Sabah Sabet avec agences, Lundi, 07 janvier 2019

Les résultats des élections générales du 30 décembre en République Démocratique du Congo (RDC), prévues dimanche 6 janvier, ont été reportés. Un report prévisible, mais qui attise les tensions.

Climat agité en RDC
D'après le calendrier initial, le ramassage, la compilation et la centralisation des résultats du vote pour la présidentielle devaient se faire du 31 décembre au 5 janvier. (Photo: Reuters)

L’attente se prolonge en République Démocratique du Congo (RDC) pour savoir qui sera le futur président du pays. L’annonce des résultats des élections générales, prévue initialement pour le dimanche 6 janvier, a été reportée à la semaine prochaine, sans plus de précision. « Il n’est pas possible de publier les résultats dimanche. On avance bien, mais on n’a pas encore tout », a déclaré, samedi 5 janvier, Corneille Nangaa, président de la Commission Electorale Nationale Indépendante (CENI), instance chargée de la centralisation des résultats.

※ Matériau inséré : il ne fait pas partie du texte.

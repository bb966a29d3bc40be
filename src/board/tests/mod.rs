//! Board module tests.
//!
//! Tests are organized into separate files by category:
//! - `rules.rs` - Per-kind movement rules
//! - `edge_cases.rs` - Errors, captures and bookkeeping
//! - `proptest.rs` - Property-based tests
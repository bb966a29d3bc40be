//! Core chess types.
//!
//! This module contains the value types shared by the board and its rules:
//! - `Team` and `PieceKind` - sides and piece kinds
//! - `Square` - a (row, col) cell of the grid
//! - `Move` and `MoveList` - move records

mod moves;
mod piece;
mod square;

pub use moves::{Move, MoveList};
pub use piece::{PieceKind, Team};
pub use square::{Square, BOARD_SIZE};
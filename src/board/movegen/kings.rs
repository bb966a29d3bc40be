use super::super::attack_tables::{bit, pop_lsb, KING_TARGETS};
use super::super::{Board, MoveList, Piece, Square};

impl Board {
    pub(crate) fn king_reaches(from: Square, to: Square) -> bool {
        KING_TARGETS[from.as_index()] & bit(to) != 0
    }

    pub(crate) fn generate_king_moves(&self, king: &Piece) -> MoveList {
        let mut moves = MoveList::new();
        let own_occ = self.occupied_by(king.team());
        let mut targets = KING_TARGETS[king.position().as_index()] & !own_occ;

        while targets != 0 {
            let to = pop_lsb(&mut targets);
            moves.push(self.create_move(king, to));
        }
        moves
    }
}
//! The piece entity and its movement contract.

use std::fmt;

use log::trace;

use super::{Board, BoardError, MoveList, PieceKind, Square, Team};

/// Stable handle to a piece in the board's arena.
///
/// Ids are handed out by `Board::place` and never reused, so an id stays
/// valid after the piece it names has been captured.
#[derive(Clone, Copy, Debug, PartialEq, Eq, Hash, PartialOrd, Ord)]
pub struct PieceId(pub(crate) usize);

impl fmt::Display for PieceId {
    fn fmt(&self, f: &mut fmt::Formatter<'_>) -> fmt::Result {
        write!(f, "#{}", self.0)
    }
}

/// One chess piece: its team, kind and current square.
///
/// A piece carries the id the board gave it, so two pieces of the same team
/// and kind that end up on the same square never compare equal.
#[derive(Clone, Copy, Debug, PartialEq, Eq, Hash)]
pub struct Piece {
    id: PieceId,
    team: Team,
    kind: PieceKind,
    position: Square,
    move_count: u32,
}

impl Piece {
    #[must_use]
    pub(crate) const fn new(id: PieceId, team: Team, kind: PieceKind, position: Square) -> Self {
        Piece {
            id,
            team,
            kind,
            position,
            move_count: 0,
        }
    }

    #[inline]
    #[must_use]
    pub const fn id(&self) -> PieceId {
        self.id
    }

    #[inline]
    #[must_use]
    pub const fn team(&self) -> Team {
        self.team
    }

    #[inline]
    #[must_use]
    pub const fn kind(&self) -> PieceKind {
        self.kind
    }

    #[inline]
    #[must_use]
    pub const fn position(&self) -> Square {
        self.position
    }

    /// Number of moves this piece has made
    #[inline]
    #[must_use]
    pub const fn move_count(&self) -> u32 {
        self.move_count
    }

    #[inline]
    #[must_use]
    pub const fn has_moved(&self) -> bool {
        self.move_count > 0
    }

    /// Display symbol: the kind letter, lowercase for White and uppercase
    /// for Black.
    #[inline]
    #[must_use]
    pub fn symbol(&self) -> char {
        self.kind.symbol(self.team)
    }

    /// Returns true if this piece may move from `from` to `to` on `board`
    /// under its own movement rule.
    ///
    /// Check and pins are not considered. `from` must be the piece's own
    /// position and `board` must still hold this piece there, so captured
    /// and removed pieces have no valid moves. Both squares must be on the
    /// grid and distinct, and `to` must not hold a piece of the same team.
    #[must_use]
    pub fn is_valid_move(&self, from: Square, to: Square, board: &Board) -> bool {
        if from != self.position || !to.is_on_board() || from == to {
            return false;
        }
        if board.occupant(from) != Some(self.id) {
            return false;
        }
        if board.piece_on(to).is_some_and(|target| target.team == self.team) {
            return false;
        }
        board.reaches(self.kind, self.team, from, to)
    }

    /// Moves this piece to `to`, updating only its own position.
    ///
    /// The grid is left untouched; `Board::move_piece` commits the
    /// occupancy change once this succeeds.
    pub fn move_to(&mut self, to: Square, board: &Board) -> Result<(), BoardError> {
        let from = self.position;
        if !self.is_valid_move(from, to, board) {
            trace!("{} {} rejected {from} -> {to}", self.team, self.kind);
            return Err(BoardError::IllegalMove { from, to });
        }
        self.position = to;
        self.move_count += 1;
        Ok(())
    }

    /// Every move this piece could make on `board` from its position
    #[must_use]
    pub fn destinations(&self, board: &Board) -> MoveList {
        board.generate_piece_moves(self)
    }
}

impl fmt::Display for Piece {
    fn fmt(&self, f: &mut fmt::Formatter<'_>) -> fmt::Result {
        write!(f, "{}", self.symbol())
    }
}
pub mod board;

pub use board::{Board, BoardError, Move, Piece, PieceKind, Square, Team};
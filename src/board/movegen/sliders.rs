use super::super::attack_tables::{BETWEEN, BISHOP_DIRS, ROOK_DIRS};
use super::super::{Board, MoveList, Piece, PieceKind, Square};

impl Board {
    /// Line check plus an empty path strictly between `from` and `to`.
    pub(crate) fn slider_reaches(&self, kind: PieceKind, from: Square, to: Square) -> bool {
        let (dr, dc) = from.delta_to(to);
        let straight = (dr == 0) != (dc == 0);
        let diagonal = dr != 0 && dr.abs() == dc.abs();

        let on_line = (kind.moves_straight() && straight) || (kind.moves_diagonally() && diagonal);
        on_line && BETWEEN[from.as_index()][to.as_index()] & self.all_occupied() == 0
    }

    pub(crate) fn generate_slider_moves(&self, slider: &Piece) -> MoveList {
        let mut moves = MoveList::new();
        let kind = slider.kind();

        let straight: &[(isize, isize)] = if kind.moves_straight() { &ROOK_DIRS } else { &[] };
        let diagonal: &[(isize, isize)] = if kind.moves_diagonally() {
            &BISHOP_DIRS
        } else {
            &[]
        };

        for &(dr, dc) in straight.iter().chain(diagonal) {
            let mut cur = slider.position();
            while let Some(next) = cur.offset(dr, dc) {
                match self.piece_on(next) {
                    None => moves.push(self.create_move(slider, next)),
                    Some(blocker) => {
                        if blocker.team() != slider.team() {
                            moves.push(self.create_move(slider, next));
                        }
                        break;
                    }
                }
                cur = next;
            }
        }
        moves
    }
}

Plus de 39 millions d’électeurs avaient été appelés aux urnes, dimanche 30 décembre, pour désigner le successeur de Joseph Kabila, au pouvoir depuis 18 ans. Mais après une campagne ponctuée de reports et d’élections chaotiques, le report de l’annonce des résultats n’est pas vraiment une surprise. Trois principaux candidats se disputent le pouvoir : l’ex-ministre de l’Intérieur, Emmanuel Ramazani Shadary, soutenu par le président Kabila, et les deux opposants, Martin Fayulu et Félix Tshisekedi. D’après le calendrier initial, le ramassage, la compilation et la centralisation des résultats du vote pour la présidentielle devaient se faire du 31 décembre au 5 janvier. La même opération devrait se dérouler du 31 décembre au 22 janvier pour les législatives nationales et provinciales. Les recours et le traitement des contentieux des résultats étaient prévus du 7 au 15 janvier. La publication des résultats définitifs était annoncée pour le 15 janvier, et le nouveau président devrait prêter serment le 18 janvier.

La Céni sous pression

Le président de la Céni a confié à l’AFP qu’il avait songé à démissionner au beau milieu de ce processus électoral. Officiellement en cause : la lente remontée des résultats depuis les bureaux de vote vers la Céni, en passant par les 179 « centres locaux de compilation », alors que les autorités avaient coupé, officiellement pour des raisons de sécurité, l’accès à Internet depuis lundi 31 décembre. Pourtant, le report des élections ne serait pas lié uniquement au facteur de temps. Il y a donc d’autres raisons. « La Céni est une institution d’appui à la démocratie. La Céni va publier le résultat conformément à la loi. Il y a des diplomates qui s’évertuent à nous menacer.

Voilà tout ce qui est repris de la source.